**Required action**
Your response must be the entire set of entries, reproduced word for word.

**Recorded information**
//! Identifier helpers for names that end up in generated configuration.

/// Replace every character that is not ASCII alphanumeric or `_` with `_`.
///
/// BIRD protocol names and compose service names both accept this subset.
pub fn sanitize_identifier(name: &str) -> String {
    name.chars()
        .map(|c| if c.is_ascii_alphanumeric() || c == '_' { c } else { '_' })
        .collect()
}
//! # Services
//!
//! A service is a layer that declares virtual nodes. Rendering treats it
//! like any other layer (its [`Layer::materialize`] runs in dependency
//! order), and once bindings are resolved the emulator calls
//! [`Service::configure`] so the service can write software, files, start
//! commands and state volumes onto the nodes hosting each virtual node.
//!
//! ## Virtual node metadata
//!
//! Cosmetic data that belongs to the placement rather than to the service
//! (display name, port forwards, free-form attributes) lives in
//! [`VirtualNode`], held by the emulator and copied onto the hosting node
//! during rendering.
//!
//! [`Layer::materialize`]: crate::layer::Layer::materialize

pub mod ethereum;

use crate::binding::BoundNodes;
use crate::error::Result;
use crate::registry::{NodeRef, PortForward, Registry};
use serde::Serialize;
use std::collections::BTreeMap;

pub use ethereum::{
    AccountProvider, AccountRequest, ConsensusMechanism, EthAccount, EthereumServer, EthereumService,
};

pub trait Service {
    fn service_name(&self) -> &str;

    /// Names of every virtual node this service declares, in install order.
    fn virtual_nodes(&self) -> Vec<String>;

    /// Opaque per-virtual-node configuration, recorded on the hosting node.
    fn virtual_node_config(&self, name: &str) -> Option<serde_json::Value>;

    /// Write the service onto the nodes bound to its virtual nodes.
    fn configure(&self, ctx: &mut ServiceContext<'_>) -> Result<()>;
}

/// What a service sees while it configures its bound nodes.
pub struct ServiceContext<'a> {
    pub registry: &'a mut Registry,
    bindings: &'a BoundNodes,
    virtual_nodes: &'a BTreeMap<String, VirtualNode>,
}

impl<'a> ServiceContext<'a> {
    pub fn new(
        registry: &'a mut Registry,
        bindings: &'a BoundNodes,
        virtual_nodes: &'a BTreeMap<String, VirtualNode>,
    ) -> Self {
        ServiceContext {
            registry,
            bindings,
            virtual_nodes,
        }
    }

    /// Nodes hosting `virtual_node`; empty when it is unbound.
    pub fn hosts_of(&self, virtual_node: &str) -> &[NodeRef] {
        self.bindings
            .get(virtual_node)
            .map(Vec::as_slice)
            .unwrap_or(&[])
    }

    pub fn virtual_node(&self, name: &str) -> Option<&VirtualNode> {
        self.virtual_nodes.get(name)
    }
}

/// Placement metadata for one virtual node.
#[derive(Debug, Clone, Default, PartialEq, Serialize)]
pub struct VirtualNode {
    name: String,
    display_name: Option<String>,
    ports: Vec<PortForward>,
    attributes: BTreeMap<String, serde_json::Value>,
}

impl VirtualNode {
    pub fn new(name: impl Into<String>) -> Self {
        VirtualNode {
            name: name.into(),
            ..VirtualNode::default()
        }
    }

    pub fn name(&self) -> &str {
        &self.name
    }

    pub fn display_name(&self) -> Option<&str> {
        self.display_name.as_deref()
    }

    pub fn set_display_name(&mut self, name: impl Into<String>) -> &mut Self {
        self.display_name = Some(name.into());
        self
    }

    pub fn ports(&self) -> &[PortForward] {
        &self.ports
    }

    pub fn add_port_forwarding(&mut self, host: u16, container: u16) -> &mut Self {
        self.ports.push(PortForward { host, container });
        self
    }

    pub fn attributes(&self) -> &BTreeMap<String, serde_json::Value> {
        &self.attributes
    }

    pub fn set_attribute(&mut self, key: impl Into<String>, value: serde_json::Value) -> &mut Self {
        self.attributes.insert(key.into(), value);
        self
    }
}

**Solution for this exercise**
//! Identifier helpers for names that end up in generated configuration.

/// Replace every character that is not ASCII alphanumeric or `_` with `_`.
///
/// BIRD protocol names and compose service names both accept this subset.
pub fn sanitize_identifier(name: &str) -> String {
    name.chars()
        .map(|c| if c.is_ascii_alphanumeric() || c == '_' { c } else { '_' })
        .collect()
}
//! # Services
//!
//! A service is a layer that declares virtual nodes. Rendering treats it
//! like any other layer (its [`Layer::materialize`] runs in dependency
//! order), and once bindings are resolved the emulator calls
//! [`Service::configure`] so the service can write software, files, start
//! commands and state volumes onto the nodes hosting each virtual node.
//!
//! ## Virtual node metadata
//!
//! Cosmetic data that belongs to the placement rather than to the service
//! (display name, port forwards, free-form attributes) lives in
//! [`VirtualNode`], held by the emulator and copied onto the hosting node
//! during rendering.
//!
//! [`Layer::materialize`]: crate::layer::Layer::materialize

pub mod ethereum;

use crate::binding::BoundNodes;
use crate::error::Result;
use crate::registry::{NodeRef, PortForward, Registry};
use serde::Serialize;
use std::collections::BTreeMap;

pub use ethereum::{
    AccountProvider, AccountRequest, ConsensusMechanism, EthAccount, EthereumServer, EthereumService,
};

pub trait Service {
    fn service_name(&self) -> &str;

    /// Names of every virtual node this service declares, in install order.
    fn virtual_nodes(&self) -> Vec<String>;

    /// Opaque per-virtual-node configuration, recorded on the hosting node.
    fn virtual_node_config(&self, name: &str) -> Option<serde_json::Value>;

    /// Write the service onto the nodes bound to its virtual nodes.
    fn configure(&self, ctx: &mut ServiceContext<'_>) -> Result<()>;
}

/// What a service sees while it configures its bound nodes.
pub struct ServiceContext<'a> {
    pub registry: &'a mut Registry,
    bindings: &'a BoundNodes,
    virtual_nodes: &'a BTreeMap<String, VirtualNode>,
}

impl<'a> ServiceContext<'a> {
    pub fn new(
        registry: &'a mut Registry,
        bindings: &'a BoundNodes,
        virtual_nodes: &'a BTreeMap<String, VirtualNode>,
    ) -> Self {
        ServiceContext {
            registry,
            bindings,
            virtual_nodes,
        }
    }

    /// Nodes hosting `virtual_node`; empty when it is unbound.
    pub fn hosts_of(&self, virtual_node: &str) -> &[NodeRef] {
        self.bindings
            .get(virtual_node)
            .map(Vec::as_slice)
            .unwrap_or(&[])
    }

    pub fn virtual_node(&self, name: &str) -> Option<&VirtualNode> {
        self.virtual_nodes.get(name)
    }
}

/// Placement metadata for one virtual node.
#[derive(Debug, Clone, Default, PartialEq, Serialize)]
pub struct VirtualNode {
    name: String,
    display_name: Option<String>,
    ports: Vec<PortForward>,
    attributes: BTreeMap<String, serde_json::Value>,
}

impl VirtualNode {
    pub fn new(name: impl Into<String>) -> Self {
        VirtualNode {
            name: name.into(),
            ..VirtualNode::default()
        }
    }

    pub fn name(&self) -> &str {
        &self.name
    }

    pub fn display_name(&self) -> Option<&str> {
        self.display_name.as_deref()
    }

    pub fn set_display_name(&mut self, name: impl Into<String>) -> &mut Self {
        self.display_name = Some(name.into());
        self
    }

    pub fn ports(&self) -> &[PortForward] {
        &self.ports
    }

    pub fn add_port_forwarding(&mut self, host: u16, container: u16) -> &mut Self {
        self.ports.push(PortForward { host, container });
        self
    }

    pub fn attributes(&self) -> &BTreeMap<String, serde_json::Value> {
        &self.attributes
    }

    pub fn set_attribute(&mut self, key: impl Into<String>, value: serde_json::Value) -> &mut Self {
        self.attributes.insert(key.into(), value);
        self
    }
}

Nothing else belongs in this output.